WhatsApp 9892124323 ✓Call Girls In Kalyan ( Mumbai ) secure service
Derivative Free Optimization
1. DERIVATIVE-FREE
OPTIMIZATION
http://www.lri.fr/~teytaud/dfo.pdf
(or Quentin's web page ?)
Olivier Teytaud
Inria Tao, en visite dans la belle ville de Liège using also Slides from A. Auger
2. The next slide is the most important
of all.
Olivier Teytaud
Inria Tao, en visite dans la belle ville de Liège
3. In case of trouble,
Interrupt me.
Olivier Teytaud
Inria Tao, en visite dans la belle ville de Liège
4. In case of trouble,
Interrupt me.
Further discussion needed:
- R82A, Montefiore institute
- olivier.teytaud@inria.fr
- or after the lessons (the 25 th
, not the 18th)
Olivier Teytaud
Inria Tao, en visite dans la belle ville de Liège
5.
6. I. Optimization and DFO
II. Evolutionary algorithms
III. From math. programming
IV. Using machine learning
V. Conclusions
Olivier Teytaud
Inria Tao, en visite dans la belle ville de Liège
9. Derivative-free optimization of f
No gradient !
Only depends on the x's and f(x)'s
Olivier Teytaud
Inria Tao, en visite dans la belle ville de Liège
13. Derivative-free optimization of f
Why derivative free optimization ?
Ok, it's slower
But sometimes you have no derivative
It's simpler (by far) ==> less bugs
14. Derivative-free optimization of f
Why derivative free optimization ?
Ok, it's slower
But sometimes you have no derivative
It's simpler (by far)
It's more robust (to noise, to strange functions...)
15. Derivative-free optimization of f
Optimization algorithms
==> Newton optimization ?
Why derivative free
==> Quasi-Newton (BFGS)
Ok, it's slower
But sometimes you have no derivative
==> Gradient descent
It's simpler (by far)
==> ...robust (to noise, to strange functions...)
It's more
16. Derivative-free optimization of f
Optimization algorithms
Why derivative free optimization ?
Ok, it's slower
Derivative-free optimization
But sometimes you have no derivative
(don't need gradients)
It's simpler (by far)
It's more robust (to noise, to strange functions...)

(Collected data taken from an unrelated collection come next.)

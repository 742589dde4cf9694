//! Recovery planning
//!
//! Pure lookup from [`FaultKind`] to [`RecoveryStrategy`]. Custom faults go
//! to Notify unless their description matches a configured keyword rule,
//! which is the extension point for teaching the planner new vocabulary.

use crate::error::ConfigError;
use crate::types::{FaultKind, RecoveryStrategy};
use serde::{Deserialize, Serialize};

/// Strategies a keyword rule may target
pub const KEYWORD_TARGETS: [RecoveryStrategy; 3] = [
    RecoveryStrategy::Restart,
    RecoveryStrategy::Reconfigure,
    RecoveryStrategy::Failover,
];

/// Maps custom fault descriptions containing `keyword` to `strategy`.
///
/// The keyword must start at a word boundary: `crash` matches "crashed" and
/// "worker_crash" but `hang` does not match "exchange".
#[derive(Debug, Clone, PartialEq, Eq, Serialize, Deserialize)]
pub struct KeywordRule {
    /// Case-insensitive word prefix to look for
    pub keyword: String,
    /// Strategy used on match
    pub strategy: RecoveryStrategy,
}

impl KeywordRule {
    /// Create a rule
    #[inline]
    #[must_use]
    pub fn new(keyword: impl Into<String>, strategy: RecoveryStrategy) -> Self {
        Self {
            keyword: keyword.into(),
            strategy,
        }
    }

    fn matches(&self, description_lower: &str) -> bool {
        let keyword = self.keyword.to_lowercase();
        description_lower.match_indices(&keyword).any(|(at, _)| {
            !description_lower[..at]
                .chars()
                .next_back()
                .is_some_and(char::is_alphanumeric)
        })
    }
}

/// Planner configuration
#[derive(Debug, Clone, PartialEq, Eq, Serialize, Deserialize)]
pub struct PlannerConfig {
    /// Ordered keyword rules, first match wins
    #[serde(default = "default_keyword_rules")]
    pub keyword_rules: Vec<KeywordRule>,
}

impl PlannerConfig {
    /// Reject empty keywords and targets outside [`KEYWORD_TARGETS`]
    pub fn validate(&self) -> Result<(), ConfigError> {
        for rule in &self.keyword_rules {
            if rule.keyword.trim().is_empty() {
                return Err(ConfigError::invalid(
                    "planner.keyword_rules",
                    "keyword must not be empty",
                ));
            }
            if !KEYWORD_TARGETS.contains(&rule.strategy) {
                return Err(ConfigError::InvalidKeywordRule {
                    keyword: rule.keyword.clone(),
                    strategy: rule.strategy,
                });
            }
        }
        Ok(())
    }
}

impl Default for PlannerConfig {
    fn default() -> Self {
        Self {
            keyword_rules: default_keyword_rules(),
        }
    }
}

fn default_keyword_rules() -> Vec<KeywordRule> {
    use RecoveryStrategy::{Failover, Reconfigure, Restart};

    [
        ("restart", Restart),
        ("crash", Restart),
        ("hang", Restart),
        ("manual", Restart),
        ("config", Reconfigure),
        ("setting", Reconfigure),
        ("failover", Failover),
        ("unreachable", Failover),
        ("partition", Failover),
    ]
    .into_iter()
    .map(|(keyword, strategy)| KeywordRule::new(keyword, strategy))
    .collect()
}

/// Static fault-kind to strategy table
#[derive(Debug, Clone, Default)]
pub struct RecoveryPlanner {
    config: PlannerConfig,
}

impl RecoveryPlanner {
    /// Create planner
    #[inline]
    #[must_use]
    pub fn new(config: PlannerConfig) -> Self {
        Self { config }
    }

    /// Choose a strategy for a fault kind
    #[must_use]
    pub fn plan(&self, kind: &FaultKind) -> RecoveryStrategy {
        match kind {
            FaultKind::ResourceExhaustion | FaultKind::PerformanceDegradation => {
                RecoveryStrategy::ScaleUp
            }
            FaultKind::ConnectivityFailure => RecoveryStrategy::Failover,
            FaultKind::ConfigurationError => RecoveryStrategy::Reconfigure,
            FaultKind::DependencyFailure => RecoveryStrategy::Rollback,
            FaultKind::SecurityVulnerability => RecoveryStrategy::Patch,
            FaultKind::Custom(description) => self.plan_custom(description),
        }
    }

    fn plan_custom(&self, description: &str) -> RecoveryStrategy {
        let lower = description.to_lowercase();
        self.config
            .keyword_rules
            .iter()
            .find(|rule| rule.matches(&lower))
            .map_or(RecoveryStrategy::Notify, |rule| rule.strategy)
    }
}

#[cfg(test)]
mod tests {
    use super::*;

    #[test]
    fn static_table() {
        let planner = RecoveryPlanner::default();
        let table = [
            (FaultKind::ResourceExhaustion, RecoveryStrategy::ScaleUp),
            (FaultKind::PerformanceDegradation, RecoveryStrategy::ScaleUp),
            (FaultKind::ConnectivityFailure, RecoveryStrategy::Failover),
            (FaultKind::ConfigurationError, RecoveryStrategy::Reconfigure),
            (FaultKind::DependencyFailure, RecoveryStrategy::Rollback),
            (FaultKind::SecurityVulnerability, RecoveryStrategy::Patch),
            (FaultKind::Custom("cosmic rays".into()), RecoveryStrategy::Notify),
        ];

        for (kind, expected) in table {
            assert_eq!(planner.plan(&kind), expected, "kind {kind}");
        }
    }

    #[test]
    fn custom_keywords_are_case_insensitive() {
        let planner = RecoveryPlanner::default();
        assert_eq!(
            planner.plan(&FaultKind::Custom("Worker CRASHED twice".into())),
            RecoveryStrategy::Restart
        );
        assert_eq!(
            planner.plan(&FaultKind::Custom("stale config map".into())),
            RecoveryStrategy::Reconfigure
        );
        assert_eq!(
            planner.plan(&FaultKind::Custom("region unreachable".into())),
            RecoveryStrategy::Failover
        );
    }

    #[test]
    fn keywords_only_match_at_word_start() {
        let planner = RecoveryPlanner::default();
        for description in [
            "exchange gateway saw a rate change",
            "reconfigured cluster",
            "unclassified anomaly: failed with no matching classifier rule",
        ] {
            assert_eq!(
                planner.plan(&FaultKind::Custom(description.into())),
                RecoveryStrategy::Notify,
                "{description}"
            );
        }
        assert_eq!(
            planner.plan(&FaultKind::Custom("request hanging".into())),
            RecoveryStrategy::Restart
        );
        assert_eq!(
            planner.plan(&FaultKind::Custom("worker_crash loop".into())),
            RecoveryStrategy::Restart
        );
    }

    #[test]
    fn first_matching_rule_wins() {
        let planner = RecoveryPlanner::new(PlannerConfig {
            keyword_rules: vec![
                KeywordRule::new("cache", RecoveryStrategy::Failover),
                KeywordRule::new("cache", RecoveryStrategy::Restart),
            ],
        });
        assert_eq!(
            planner.plan(&FaultKind::Custom("cache thrash".into())),
            RecoveryStrategy::Failover
        );
    }

    #[test]
    fn keyword_rules_limited_to_allowed_targets() {
        let config = PlannerConfig {
            keyword_rules: vec![KeywordRule::new("cve", RecoveryStrategy::Patch)],
        };
        assert!(matches!(
            config.validate(),
            Err(ConfigError::InvalidKeywordRule { .. })
        ));
        assert!(PlannerConfig::default().validate().is_ok());
    }
}
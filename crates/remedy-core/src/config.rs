//! Engine configuration
//!
//! Everything tunable lives here and loads from TOML:
//! - Admission limit, retry policy and per-strategy timeouts
//! - Monitor cadence and the per-component threshold table
//! - Classifier and planner tables
//!
//! Durations are plain milliseconds so the file format stays obvious.

use crate::classifier::ClassifierConfig;
use crate::error::ConfigError;
use crate::planner::PlannerConfig;
use crate::types::{Component, ComponentHealth, ComponentId, MetricMap, RecoveryStrategy};
use serde::{Deserialize, Serialize};
use std::collections::{BTreeMap, HashSet};
use std::path::Path;
use std::time::Duration;

/// Upper bounds for one metric
#[derive(Debug, Clone, Copy, PartialEq, Serialize, Deserialize)]
pub struct MetricThreshold {
    /// Value at or above which the metric is Degraded
    pub degraded: f64,
    /// Value at or above which the metric is Critical
    pub critical: f64,
    /// Value at or above which the metric is Failed
    pub failed: f64,
}

impl MetricThreshold {
    /// Create threshold
    #[inline]
    #[must_use]
    pub fn new(degraded: f64, critical: f64, failed: f64) -> Self {
        Self {
            degraded,
            critical,
            failed,
        }
    }

    /// Tier of a single value
    #[inline]
    #[must_use]
    pub fn evaluate(&self, value: f64) -> ComponentHealth {
        if value >= self.failed {
            ComponentHealth::Failed
        } else if value >= self.critical {
            ComponentHealth::Critical
        } else if value >= self.degraded {
            ComponentHealth::Degraded
        } else {
            ComponentHealth::Healthy
        }
    }

    fn is_ordered(&self) -> bool {
        [self.degraded, self.critical, self.failed]
            .iter()
            .all(|v| v.is_finite())
            && self.degraded <= self.critical
            && self.critical <= self.failed
    }
}

/// Per-metric thresholds with per-component overrides
#[derive(Debug, Clone, PartialEq, Serialize, Deserialize)]
pub struct ThresholdTable {
    /// Applies to every component
    #[serde(default = "default_thresholds")]
    pub defaults: BTreeMap<String, MetricThreshold>,
    /// Component id to metric overrides
    #[serde(default)]
    pub overrides: BTreeMap<ComponentId, BTreeMap<String, MetricThreshold>>,
}

impl ThresholdTable {
    /// Threshold in effect for a component's metric
    #[must_use]
    pub fn lookup(&self, component: &ComponentId, metric: &str) -> Option<&MetricThreshold> {
        self.overrides
            .get(component)
            .and_then(|m| m.get(metric))
            .or_else(|| self.defaults.get(metric))
    }

    /// Worst tier across all metrics that have a threshold. Non-finite
    /// values count as Failed; metrics without thresholds are ignored.
    #[must_use]
    pub fn evaluate(&self, component: &ComponentId, metrics: &MetricMap) -> ComponentHealth {
        metrics
            .iter()
            .filter_map(|(name, value)| {
                self.lookup(component, name).map(|t| {
                    if value.is_finite() {
                        t.evaluate(*value)
                    } else {
                        ComponentHealth::Failed
                    }
                })
            })
            .fold(ComponentHealth::Healthy, ComponentHealth::worst)
    }

    /// With a default threshold
    #[inline]
    #[must_use]
    pub fn with_default(mut self, metric: impl Into<String>, threshold: MetricThreshold) -> Self {
        self.defaults.insert(metric.into(), threshold);
        self
    }

    /// With a component override
    #[inline]
    #[must_use]
    pub fn with_override(
        mut self,
        component: impl Into<ComponentId>,
        metric: impl Into<String>,
        threshold: MetricThreshold,
    ) -> Self {
        self.overrides
            .entry(component.into())
            .or_default()
            .insert(metric.into(), threshold);
        self
    }

    fn validate(&self) -> Result<(), ConfigError> {
        let all = self
            .defaults
            .iter()
            .chain(self.overrides.values().flat_map(|m| m.iter()));
        for (metric, threshold) in all {
            if !threshold.is_ordered() {
                return Err(ConfigError::UnorderedThresholds {
                    metric: metric.clone(),
                });
            }
        }
        Ok(())
    }
}

impl Default for ThresholdTable {
    fn default() -> Self {
        Self {
            defaults: default_thresholds(),
            overrides: BTreeMap::new(),
        }
    }
}

fn default_thresholds() -> BTreeMap<String, MetricThreshold> {
    [
        ("cpu_usage", MetricThreshold::new(75.0, 90.0, 98.0)),
        ("memory_usage", MetricThreshold::new(75.0, 90.0, 98.0)),
        ("disk_usage", MetricThreshold::new(80.0, 90.0, 98.0)),
        ("latency_ms", MetricThreshold::new(500.0, 1000.0, 5000.0)),
        ("error_rate", MetricThreshold::new(0.01, 0.05, 0.25)),
        ("packet_loss", MetricThreshold::new(1.0, 5.0, 25.0)),
    ]
    .into_iter()
    .map(|(metric, threshold)| (metric.to_string(), threshold))
    .collect()
}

17. Derivative-free optimization of f
Optimization algorithms
Why derivative free optimization ?
Derivative-free optimization
Ok, it's slower
But sometimes you have no derivative
Comparison-based optimization
(coming soon),
It's simpler (by far)comparisons,
just needing
It's more robust (to noise, to strange functions...)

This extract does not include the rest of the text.